He felt Storm’s human hands come to rest on his fur. They stroked him carefully then moved down to his injured leg.

The burn that followed behind his touch felt like he’d just been scalded with hot oil. Storm’s hand grabbed him by the scruff again to keep him from jumping up.

“You’ll injure yourself more! I’m sorry. Stay still,” he said, stroking John’s neck and ears.

He liked that, and it calmed him enough that he was able to put the pain out of his mind for a little bit. He even managed to smile as he looked up into Storm’s eye. He wasn’t wearing his eye patch, but John’s vision was still too cloudy for him to see any details of the injury. He could still sense the worry coming from the other man as he pet and stroked him.

Storm might want to be stubborn about what they were to each other, but he cared. Even if he didn’t love John yet, he still cared.

Otherwise he would’ve abandoned him, honor debt or no.

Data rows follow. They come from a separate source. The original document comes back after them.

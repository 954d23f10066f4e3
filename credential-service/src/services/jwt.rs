use chrono::{Duration, Utc};
use jsonwebtoken::{decode, encode, Algorithm, DecodingKey, EncodingKey, Header, Validation};
use secrecy::ExposeSecret;
use serde::{Deserialize, Serialize};
use uuid::Uuid;

use crate::config::{SessionConfig, MAX_TOKEN_EXPIRY_MINUTES};

/// Who a session token authenticates.
#[derive(Debug, Clone, Copy, Serialize, Deserialize, PartialEq, Eq)]
#[serde(rename_all = "lowercase")]
pub enum SessionRole {
    Guardian,
    Dependent,
}

/// Claims carried by session tokens (HS256).
#[derive(Debug, Clone, Serialize, Deserialize)]
pub struct SessionClaims {
    /// Subject (guardian or dependent ID)
    pub sub: String,
    /// Display name of the subject, when known
    #[serde(default, skip_serializing_if = "Option::is_none")]
    pub name: Option<String>,
    pub role: SessionRole,
    /// Expiration time (Unix timestamp)
    pub exp: i64,
    /// Issued at (Unix timestamp)
    pub iat: i64,
    /// JWT ID; makes every minted token distinct
    pub jti: String,
}

/// Signs and verifies session tokens with the shared symmetric key.
#[derive(Clone)]
pub struct JwtService {
    encoding_key: EncodingKey,
    decoding_key: DecodingKey,
    token_expiry_minutes: i64,
}

impl JwtService {
    pub fn new(config: &SessionConfig) -> Result<Self, anyhow::Error> {
        let secret = config.signing_secret.expose_secret();
        if secret.is_empty() {
            return Err(anyhow::anyhow!("Session signing secret must not be empty"));
        }
        if config.token_expiry_minutes <= 0 || config.token_expiry_minutes > MAX_TOKEN_EXPIRY_MINUTES
        {
            return Err(anyhow::anyhow!(
                "Session token expiry must be between 1 and {} minutes",
                MAX_TOKEN_EXPIRY_MINUTES
            ));
        }

        tracing::info!(
            expiry_minutes = config.token_expiry_minutes,
            "JWT service initialized with HS256 key"
        );

        Ok(Self {
            encoding_key: EncodingKey::from_secret(secret.as_bytes()),
            decoding_key: DecodingKey::from_secret(secret.as_bytes()),
            token_expiry_minutes: config.token_expiry_minutes,
        })
    }

    /// Mint a session token for `subject`.
    pub fn generate_session_token(
        &self,
        subject: &str,
        name: Option<&str>,
        role: SessionRole,
    ) -> Result<String, anyhow::Error> {
        let now = Utc::now();
        let exp = Duration::try_minutes(self.token_expiry_minutes)
            .and_then(|validity| now.checked_add_signed(validity))
            .ok_or_else(|| {
                anyhow::anyhow!(
                    "Session token expiry of {} minutes is out of range",
                    self.token_expiry_minutes
                )
            })?;

        let claims = SessionClaims {
            sub: subject.to_string(),
            name: name.map(str::to_string),
            role,
            exp: exp.timestamp(),
            iat: now.timestamp(),
            jti: Uuid::new_v4().to_string(),
        };

        encode(&Header::new(Algorithm::HS256), &claims, &self.encoding_key)
            .map_err(|e| anyhow::anyhow!("Failed to encode session token: {}", e))
    }

    /// Verify signature and expiry and return the claims.
    pub fn validate_session_token(&self, token: &str) -> Result<SessionClaims, anyhow::Error> {
        let mut validation = Validation::new(Algorithm::HS256);
        validation.validate_exp = true;

        let token_data = decode::<SessionClaims>(token, &self.decoding_key, &validation)
            .map_err(|e| anyhow::anyhow!("Invalid session token: {}", e))?;

        Ok(token_data.claims)
    }

    /// Session token lifetime in seconds.
    pub fn token_expiry_seconds(&self) -> i64 {
        self.token_expiry_minutes.saturating_mul(60)
    }
}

“Can you shift back into a man? I don’t think we’re near any more motels yet, but I’m picking up the scent of a cabin somewhere up ahead.”

Just the thought of a bed to sleep in made him all the more drowsy. Storm had to shake his shoulder to keep him awake.

“John, please…”

He was done. He couldn’t go on anymore.
“Leave me here
.

* * * *

Storm put his hands under the fur of his lover and hoisted him into the air. It worried him that the wolf didn’t groan in discomfort or pain, and, carrying his heavy load and the bag filled with their clothing, he ran the rest of the way, following his nose.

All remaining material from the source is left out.